§ Brief:
From the entries provided below, copy each line that contains the word "width".

┏━━

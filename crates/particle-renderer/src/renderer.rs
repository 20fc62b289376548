//! wgpu renderer for tessellated 2D shapes

use bytemuck::{Pod, Zeroable};
use wgpu::util::DeviceExt;

use crate::palette::background;
use crate::tessellate::Vertex;

/// Initial vertex buffer capacity, grown on demand
const INITIAL_VERTEX_CAPACITY: u64 = 16 * 1024;

/// Screen uniform (matches WGSL `Screen`)
#[repr(C)]
#[derive(Clone, Copy, Pod, Zeroable)]
struct ScreenUniform {
    size: [f32; 2],
    _padding: [f32; 2],
}

pub struct ShapeRenderer {
    render_pipeline: wgpu::RenderPipeline,
    _screen_buffer: wgpu::Buffer,
    bind_group: wgpu::BindGroup,
    vertex_buffer: wgpu::Buffer,
    vertex_capacity: u64,
}

impl ShapeRenderer {
    pub fn new(
        device: &wgpu::Device,
        format: wgpu::TextureFormat,
        width: u32,
        height: u32,
    ) -> Self {
        let screen_buffer = device.create_buffer_init(&wgpu::util::BufferInitDescriptor {
            label: Some("Screen Buffer"),
            contents: bytemuck::bytes_of(&ScreenUniform {
                size: [width as f32, height as f32],
                _padding: [0.0; 2],
            }),
            usage: wgpu::BufferUsages::UNIFORM | wgpu::BufferUsages::COPY_DST,
        });

        let shader = device.create_shader_module(wgpu::ShaderModuleDescriptor {
            label: Some("Shape Shader"),
            source: wgpu::ShaderSource::Wgsl(include_str!("shaders/shape.wgsl").into()),
        });

        let bind_group_layout = device.create_bind_group_layout(&wgpu::BindGroupLayoutDescriptor {
            label: Some("Shape Bind Group Layout"),
            entries: &[
                // Screen (Uniform) - Binding 0
                wgpu::BindGroupLayoutEntry {
                    binding: 0,
                    visibility: wgpu::ShaderStages::VERTEX,
                    ty: wgpu::BindingType::Buffer {
                        ty: wgpu::BufferBindingType::Uniform,
                        has_dynamic_offset: false,
                        min_binding_size: None,
                    },
                    count: None,
                },
            ],
        });

        let bind_group = device.create_bind_group(&wgpu::BindGroupDescriptor {
            label: Some("Shape Bind Group"),
            layout: &bind_group_layout,
            entries: &[wgpu::BindGroupEntry {
                binding: 0,
                resource: screen_buffer.as_entire_binding(),
            }],
        });

        let pipeline_layout = device.create_pipeline_layout(&wgpu::PipelineLayoutDescriptor {
            label: Some("Shape Pipeline Layout"),
            bind_group_layouts: &[&bind_group_layout],
            push_constant_ranges: &[],
        });

        let render_pipeline = device.create_render_pipeline(&wgpu::RenderPipelineDescriptor {
            label: Some("Shape Render Pipeline"),
            layout: Some(&pipeline_layout),
            vertex: wgpu::VertexState {
                module: &shader,
                entry_point: Some("vertex"),
                buffers: &[Vertex::layout()],
                compilation_options: Default::default(),
            },
            fragment: Some(wgpu::FragmentState {
                module: &shader,
                entry_point: Some("fragment"),
                targets: &[Some(wgpu::ColorTargetState {
                    format,
                    blend: Some(wgpu::BlendState::ALPHA_BLENDING),
                    write_mask: wgpu::ColorWrites::ALL,
                })],
                compilation_options: Default::default(),
            }),
            primitive: wgpu::PrimitiveState {
                topology: wgpu::PrimitiveTopology::TriangleList,
                strip_index_format: None,
                front_face: wgpu::FrontFace::Ccw,
                cull_mode: None,
                unclipped_depth: false,
                polygon_mode: wgpu::PolygonMode::Fill,
                conservative: false,
            },
            depth_stencil: None,
            multisample: wgpu::MultisampleState::default(),
            multiview: None,
            cache: None,
        });

        let vertex_buffer = Self::create_vertex_buffer(device, INITIAL_VERTEX_CAPACITY);

        Self {
            render_pipeline,
            _screen_buffer: screen_buffer,
            bind_group,
            vertex_buffer,
            vertex_capacity: INITIAL_VERTEX_CAPACITY,
        }
    }

    fn create_vertex_buffer(device: &wgpu::Device, capacity: u64) -> wgpu::Buffer {
        device.create_buffer(&wgpu::BufferDescriptor {
            label: Some("Shape Vertex Buffer"),
            size: capacity * std::mem::size_of::<Vertex>() as u64,
            usage: wgpu::BufferUsages::VERTEX | wgpu::BufferUsages::COPY_DST,
            mapped_at_creation: false,
        })
    }

    /// Clear the target and draw `vertices` as a triangle list
    pub fn render(
        &mut self,
        device: &wgpu::Device,
        queue: &wgpu::Queue,
        surface_view: &wgpu::TextureView,
        vertices: &[Vertex],
    ) {
        let count = vertices.len() as u64;
        if count > self.vertex_capacity {
            let capacity = count.next_power_of_two();
            log::debug!("Growing shape vertex buffer to {} vertices", capacity);
            self.vertex_buffer = Self::create_vertex_buffer(device, capacity);
            self.vertex_capacity = capacity;
        }
        if !vertices.is_empty() {
            queue.write_buffer(&self.vertex_buffer, 0, bytemuck::cast_slice(vertices));
        }

        let mut encoder = device.create_command_encoder(&wgpu::CommandEncoderDescriptor {
            label: Some("Shape Encoder"),
        });

        {
            let mut render_pass = encoder.begin_render_pass(&wgpu::RenderPassDescriptor {
                label: Some("Shape Pass"),
                color_attachments: &[Some(wgpu::RenderPassColorAttachment {
                    view: surface_view,
                    resolve_target: None,
                    ops: wgpu::Operations {
                        load: wgpu::LoadOp::Clear(background().to_wgpu()),
                        store: wgpu::StoreOp::Store,
                    },
                    depth_slice: None,
                })],
                depth_stencil_attachment: None,
                timestamp_writes: None,
                occlusion_query_set: None,
            });

            if !vertices.is_empty() {
                render_pass.set_pipeline(&self.render_pipeline);
                render_pass.set_bind_group(0, &self.bind_group, &[]);
                render_pass.set_vertex_buffer(0, self.vertex_buffer.slice(..));
                render_pass.draw(0..vertices.len() as u32, 0..1);
            }
        }

        queue.submit(std::iter::once(encoder.finish()));
    }
}
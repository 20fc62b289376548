//! Catppuccin Mocha colors in linear space

use catppuccin::PALETTE;
use particle_physics::Tint;

/// Linear RGBA color
#[derive(Debug, Clone, Copy, PartialEq)]
pub struct Color {
    pub r: f32,
    pub g: f32,
    pub b: f32,
    pub a: f32,
}

impl Color {
    pub const fn rgba(r: f32, g: f32, b: f32, a: f32) -> Self {
        Self { r, g, b, a }
    }

    /// Convert 8-bit sRGB to linear
    pub fn from_srgb8(r: u8, g: u8, b: u8) -> Self {
        Self::rgba(srgb_to_linear(r), srgb_to_linear(g), srgb_to_linear(b), 1.0)
    }

    pub fn lerp(self, other: Self, t: f32) -> Self {
        Self::rgba(
            self.r + (other.r - self.r) * t,
            self.g + (other.g - self.g) * t,
            self.b + (other.b - self.b) * t,
            self.a + (other.a - self.a) * t,
        )
    }

    pub fn to_array(self) -> [f32; 4] {
        [self.r, self.g, self.b, self.a]
    }

    pub fn to_wgpu(self) -> wgpu::Color {
        wgpu::Color {
            r: self.r as f64,
            g: self.g as f64,
            b: self.b as f64,
            a: self.a as f64,
        }
    }
}

fn srgb_to_linear(value: u8) -> f32 {
    let c = value as f32 / 255.0;
    if c <= 0.04045 {
        c / 12.92
    } else {
        ((c + 0.055) / 1.055).powf(2.4)
    }
}

fn mocha(color: &catppuccin::Color) -> Color {
    Color::from_srgb8(color.rgb.r, color.rgb.g, color.rgb.b)
}

/// Frame clear color
pub fn background() -> Color {
    mocha(&PALETTE.mocha.colors.base)
}

pub fn tint_color(tint: Tint) -> Color {
    let colors = &PALETTE.mocha.colors;
    match tint {
        Tint::White => mocha(&colors.text),
        Tint::Red => mocha(&colors.red),
        Tint::Green => mocha(&colors.green),
        Tint::Blue => mocha(&colors.blue),
        Tint::Yellow => mocha(&colors.yellow),
    }
}
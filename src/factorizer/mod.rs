//! Feature factorizers.
//!
//! A leaf [`Factorizer`] expands the compact indices of one elementary
//! feature type into training features. A [`FeatureSetFactorizer`] composes an
//! ordered list of leaves into one flat expanded space:
//!
//! - compact space: the last leaf's range comes first, each earlier leaf is
//!   offset by the compact width of everything after it;
//! - expanded space: `[0, compact)` holds pass-through features (the
//!   pass-through of compact index `i` is exactly `i`), followed by the factor
//!   ranges, again last leaf first.
//!
//! Compositions are built statically with [`feature_set!`](crate::feature_set)
//! or at runtime with [`build_feature_set`].

pub mod feature_set;
pub mod layout;
pub mod leaf;

pub use feature_set::{build_feature_set, Chain, Single};
pub use layout::{build_feature_set_from_specs, LayoutError, LeafKind, LeafSpec};
pub use leaf::{Identity, Product};

use crate::trainer::{FeatureError, TrainingFeature};

/// Expands one elementary feature type.
pub trait Factorizer: Send + Sync {
    /// Size of the compact (inference) index range.
    fn compact_dimensions(&self) -> u32;

    /// Size of the expanded (training) index range, at least
    /// `compact_dimensions()`.
    fn dimensions(&self) -> u32;

    /// Appends the training features for compact `index` to `features`.
    ///
    /// Produced indices lie in `[0, dimensions())`; those below
    /// `compact_dimensions()` are pass-through, the rest are factors.
    fn append_training_features(
        &self,
        index: u32,
        features: &mut Vec<TrainingFeature>,
    ) -> Result<(), FeatureError>;
}

impl<F: Factorizer + ?Sized> Factorizer for Box<F> {
    fn compact_dimensions(&self) -> u32 {
        (**self).compact_dimensions()
    }

    fn dimensions(&self) -> u32 {
        (**self).dimensions()
    }

    fn append_training_features(
        &self,
        index: u32,
        features: &mut Vec<TrainingFeature>,
    ) -> Result<(), FeatureError> {
        (**self).append_training_features(index, features)
    }
}

/// Expands an ordered list of feature types into one flat training space.
pub trait FeatureSetFactorizer: Send + Sync {
    /// Sum of the members' compact dimensions.
    fn compact_dimensions(&self) -> u32;

    /// Sum of the members' expanded dimensions.
    fn dimensions(&self) -> u32;

    /// Appends the training features for compact `index`, placing factor
    /// features relative to `base_dimensions`.
    ///
    /// Every appended index lies in `[0, compact_dimensions())` or in
    /// `[base_dimensions, base_dimensions + dimensions() - compact_dimensions())`.
    /// On error `features` may hold a partial expansion and must be discarded.
    fn append_with_base(
        &self,
        index: u32,
        features: &mut Vec<TrainingFeature>,
        base_dimensions: u32,
    ) -> Result<(), FeatureError>;

    /// Appends the training features for compact `index`.
    fn append_training_features(
        &self,
        index: u32,
        features: &mut Vec<TrainingFeature>,
    ) -> Result<(), FeatureError> {
        self.append_with_base(index, features, self.compact_dimensions())
    }
}

impl<S: FeatureSetFactorizer + ?Sized> FeatureSetFactorizer for Box<S> {
    fn compact_dimensions(&self) -> u32 {
        (**self).compact_dimensions()
    }

    fn dimensions(&self) -> u32 {
        (**self).dimensions()
    }

    fn append_with_base(
        &self,
        index: u32,
        features: &mut Vec<TrainingFeature>,
        base_dimensions: u32,
    ) -> Result<(), FeatureError> {
        (**self).append_with_base(index, features, base_dimensions)
    }
}

/// Composes leaf factorizers into a feature set.
///
/// `feature_set![a, b, c]` evaluates to
/// `Result<Chain<A, Chain<B, Single<C>>>, FeatureError>`.
#[macro_export]
macro_rules! feature_set {
    ($leaf:expr $(,)?) => {
        $crate::factorizer::Single::new($leaf)
    };
    ($head:expr, $($rest:expr),+ $(,)?) => {
        $crate::feature_set!($($rest),+)
            .and_then(|tail| $crate::factorizer::Chain::new($head, tail))
    };
}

┗━━

§ Reply to the exercise:
        width: u32,
                size: [width as f32, height as f32],
//!   offset by the compact width of everything after it;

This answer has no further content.